### EXERCISE
Find and copy each line of the listing below that has the word "StorageWrite" in it.

### DATASET ENTRIES
= = = =
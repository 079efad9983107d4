//! Interpreter trace consumed by the synthesizer.
//!
//! The host records one event per message boundary and per executed
//! instruction. Events are pulled through a [`StepSource`] by an ordinary loop.

use crate::error::Result;
use revm::bytecode::opcode;
use revm::primitives::{Address, U256};

#[derive(Clone, Copy, Debug, PartialEq, Eq)]
pub enum MessageKind {
  Call,
  CallCode,
  DelegateCall,
  StaticCall,
}

impl MessageKind {
  pub fn from_opcode(op: u8) -> Option<Self> {
    match op {
      opcode::CALL => Some(Self::Call),
      opcode::CALLCODE => Some(Self::CallCode),
      opcode::DELEGATECALL => Some(Self::DelegateCall),
      opcode::STATICCALL => Some(Self::StaticCall),
      _ => None,
    }
  }

  /// CALL and CALLCODE carry a value operand.
  pub fn has_value(self) -> bool {
    matches!(self, Self::Call | Self::CallCode)
  }

  /// Stack operands consumed by the call instruction.
  pub fn operand_count(self) -> usize {
    if self.has_value() { 7 } else { 6 }
  }

  /// The callee runs against the caller's storage and address.
  pub fn keeps_context(self) -> bool {
    matches!(self, Self::CallCode | Self::DelegateCall)
  }
}

/// Interpreter state right before an instruction executes.
#[derive(Clone, Debug, PartialEq, Eq)]
pub struct StepRecord {
  pub pc: usize,
  pub opcode: u8,
  pub depth: usize,
  /// Top of the stack first.
  pub stack: Vec<U256>,
  pub memory: Vec<u8>,
  pub code_address: Address,
  pub this_address: Address,
  pub caller: Address,
  pub origin: Address,
}

#[derive(Clone, Debug, PartialEq, Eq)]
pub struct MessageRecord {
  pub depth: usize,
  pub kind: MessageKind,
  pub caller: Address,
  /// Address whose storage and balance the message acts on.
  pub target: Address,
  pub code_address: Address,
  pub value: U256,
  pub calldata: Vec<u8>,
}

/// State of a message frame when it halts.
#[derive(Clone, Debug, PartialEq, Eq)]
pub struct FinalState {
  pub depth: usize,
  pub success: bool,
  pub return_data: Vec<u8>,
  /// Top of the stack first.
  pub stack: Vec<U256>,
  pub memory: Vec<u8>,
}

#[derive(Clone, Debug, PartialEq, Eq)]
pub enum TraceEvent {
  BeforeMessage(MessageRecord),
  Step(StepRecord),
  AfterMessage(FinalState),
}

/// A storage write that survived to the end of the transaction.
#[derive(Clone, Copy, Debug, PartialEq, Eq)]
pub struct StorageWrite {
  pub address: Address,
  pub key: U256,
  pub value: U256,
}

/// Ordered supply of trace events.
pub trait StepSource {
  fn next_event(&mut self) -> Result<Option<TraceEvent>>;
}

impl<I: Iterator<Item = TraceEvent>> StepSource for I {
  fn next_event(&mut self) -> Result<Option<TraceEvent>> {
    Ok(self.next())
  }
}

/// A recorded execution: the event stream plus its committed storage writes.
#[derive(Clone, Debug, Default)]
pub struct ExecutionTrace {
  pub events: Vec<TraceEvent>,
  pub writes: Vec<StorageWrite>,
}

impl ExecutionTrace {
  /// Stack top produced by every step, paired with the step. Steps whose
  /// successor at the same depth never arrives are skipped.
  pub fn step_outputs(&self) -> Vec<(&StepRecord, Option<U256>)> {
    let mut pending: Vec<Option<&StepRecord>> = Vec::new();
    let mut outputs = Vec::new();
    for event in &self.events {
      match event {
        TraceEvent::BeforeMessage(_) => pending.push(None),
        TraceEvent::Step(step) => {
          if let Some(slot) = pending.last_mut() {
            if let Some(previous) = slot.take() {
              outputs.push((previous, step.stack.first().copied()));
            }
            *slot = Some(step);
          }
        }
        TraceEvent::AfterMessage(_) => {
          pending.pop();
        }
      }
    }
    outputs
  }
}

#[cfg(test)]
mod tests {
  use super::*;

  fn step(opcode: u8, stack: &[u64]) -> TraceEvent {
    TraceEvent::Step(StepRecord {
      pc: 0,
      opcode,
      depth: 0,
      stack: stack.iter().map(|v| U256::from(*v)).collect(),
      memory: Vec::new(),
      code_address: Address::ZERO,
      this_address: Address::ZERO,
      caller: Address::ZERO,
      origin: Address::ZERO,
    })
  }

  fn message() -> TraceEvent {
    TraceEvent::BeforeMessage(MessageRecord {
      depth: 0,
      kind: MessageKind::Call,
      caller: Address::ZERO,
      target: Address::ZERO,
      code_address: Address::ZERO,
      value: U256::ZERO,
      calldata: Vec::new(),
    })
  }

  #[test]
  fn test_iterators_are_step_sources() {
    let mut source = vec![message(), step(opcode::STOP, &[])].into_iter();
    assert!(matches!(source.next_event().unwrap(), Some(TraceEvent::BeforeMessage(_))));
    assert!(matches!(source.next_event().unwrap(), Some(TraceEvent::Step(_))));
    assert!(source.next_event().unwrap().is_none());
  }

  #[test]
  fn test_step_outputs_pair_with_successor() {
    let trace = ExecutionTrace {
      events: vec![
        message(),
        step(opcode::PUSH1, &[]),
        step(opcode::TIMESTAMP, &[5]),
        step(opcode::STOP, &[9, 5]),
        TraceEvent::AfterMessage(FinalState {
          depth: 0,
          success: true,
          return_data: Vec::new(),
          stack: Vec::new(),
          memory: Vec::new(),
        }),
      ],
      writes: Vec::new(),
    };
    let outputs = trace.step_outputs();
    assert_eq!(outputs.len(), 2);
    assert_eq!(outputs[1].0.opcode, opcode::TIMESTAMP);
    assert_eq!(outputs[1].1, Some(U256::from(9u64)));
  }

  #[test]
  fn test_call_operand_layouts() {
    assert_eq!(MessageKind::from_opcode(opcode::CALL).map(MessageKind::operand_count), Some(7));
    assert_eq!(MessageKind::from_opcode(opcode::STATICCALL).map(MessageKind::operand_count), Some(6));
    assert!(MessageKind::DelegateCall.keeps_context());
    assert!(MessageKind::from_opcode(opcode::ADD).is_none());
  }
}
= = = =
### TASK RESULT
pub struct StorageWrite {
  pub writes: Vec<StorageWrite>,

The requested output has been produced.